Traveling Coding Competition Aims To Fill Technology Gap For First Responders
For first responders, communication is key to saving lives, but technology for these professionals has lagged behind traditional consumer products. A traveling codeathon coming to Carnegie Mellon University this weekend aims to encourage the development of apps for firefighters, EMTs and other public safety personnel.
Tech to Protect participants will tackle one of ten challenges; options include making a program that determines the safest way to extract car crash passengers and creating a software that detects image tampering.
Bill Schrier is a senior advisor with the First Responder Network Authority, an independent arm of the U.S. Department of Commerce responsible for a public safety broadband network; he said many of the technology needs of first responders aren't being met.
"Think about an emergency medical technician, they need both their hands free," Schrier said. "If there could be a voice assistant for [them], it would allow them to do their job better rather than having to hold a radio or smartphone."
A physiological monitoring system that would signal to first responders when they need to take a break would also be helpful, said Schrier.
These technologies could build upon existing commercial products, such as smart speakers and Fitbits.
"It used to be that first responder tech was always ahead, but the advent of the smartphone has caused an explosion of technology for consumers and businesses," Schrier said. "What's happened is the money is floated to develop consumer and business technology rather than first responder technology."

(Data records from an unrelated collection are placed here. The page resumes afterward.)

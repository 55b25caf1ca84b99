//! Power and lifecycle command dispatch.
//!
//! Commands are fire-and-poll: the dispatcher returns once the platform
//! accepts the command, and callers observe the transition through later
//! listings. A stop deallocates by default, which releases the compute
//! reservation; a plain power-off keeps the VM allocated.

use std::sync::Arc;
use tracing::info;

use crate::error::Result;
use crate::remote::CloudCompute;

#[derive(Debug, Clone, Copy, PartialEq, Eq, Default)]
pub enum StopMode {
    #[default]
    Deallocate,
    PowerOff,
}

impl std::fmt::Display for StopMode {
    fn fmt(&self, f: &mut std::fmt::Formatter<'_>) -> std::fmt::Result {
        match self {
            Self::Deallocate => write!(f, "deallocate"),
            Self::PowerOff => write!(f, "power_off"),
        }
    }
}

pub struct PowerDispatcher {
    compute: Arc<dyn CloudCompute>,
}

impl PowerDispatcher {
    pub fn new(compute: Arc<dyn CloudCompute>) -> Self {
        Self { compute }
    }

    /// Fire a start command for the VM. Acceptance only; the VM reaches
    /// running state out-of-band.
    pub async fn start(&self, vm_id: &str) -> Result<()> {
        info!(vm_id = %vm_id, "Requesting VM start");
        self.compute.power_start(vm_id).await?;
        info!(vm_id = %vm_id, "VM start accepted");
        Ok(())
    }

    /// Fire a stop command for the VM.
    pub async fn stop(&self, vm_id: &str, mode: StopMode) -> Result<()> {
        info!(vm_id = %vm_id, mode = %mode, "Requesting VM stop");
        self.compute
            .power_stop(vm_id, mode == StopMode::Deallocate)
            .await?;
        info!(vm_id = %vm_id, mode = %mode, "VM stop accepted");
        Ok(())
    }
}

#[cfg(test)]
mod tests {
    use super::*;
    use crate::error::LabError;
    use crate::remote::ScriptedPlatform;

    #[tokio::test]
    async fn test_stop_deallocates_by_default() {
        let platform = Arc::new(ScriptedPlatform::new());
        let dispatcher = PowerDispatcher::new(platform.clone());

        dispatcher.stop("vm-3", StopMode::default()).await.unwrap();
        assert_eq!(
            platform.power_commands(),
            vec![("vm-3".to_string(), Some(true))]
        );
    }

    #[tokio::test]
    async fn test_power_off_keeps_allocation() {
        let platform = Arc::new(ScriptedPlatform::new());
        let dispatcher = PowerDispatcher::new(platform.clone());

        dispatcher.stop("vm-3", StopMode::PowerOff).await.unwrap();
        dispatcher.start("vm-4").await.unwrap();
        assert_eq!(
            platform.power_commands(),
            vec![
                ("vm-3".to_string(), Some(false)),
                ("vm-4".to_string(), None)
            ]
        );
    }

    #[tokio::test]
    async fn test_upstream_failure_surfaces_unchanged() {
        let platform = Arc::new(ScriptedPlatform::new());
        platform.fail_on("power_start", "409 - operation in progress");
        let dispatcher = PowerDispatcher::new(platform.clone());

        let err = dispatcher.start("vm-5").await.unwrap_err();
        match err {
            LabError::Upstream { operation, message } => {
                assert_eq!(operation, "power_start");
                assert_eq!(message, "409 - operation in progress");
            }
            other => panic!("expected Upstream, got {other:?}"),
        }
    }
}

Tech to Protect is hosted by the National Institute of Standards and Technology. NIST’s Craig Connelly, the program’s prize competition and challenge specialist, said the hope is that apps and technology created during the competition can one day be deployed in the field.
"It's a tremendous opportunity to start at this very nascent stage and build and develop and put stuff together in a lower pressure situation," Connelly said. "Before saying, 'Hey, my app or my software is completely ready for somebody to use in an emergency situation.'"
Cash prizes will be awarded to the winning teams, and attendees with any level of coding experience can participate.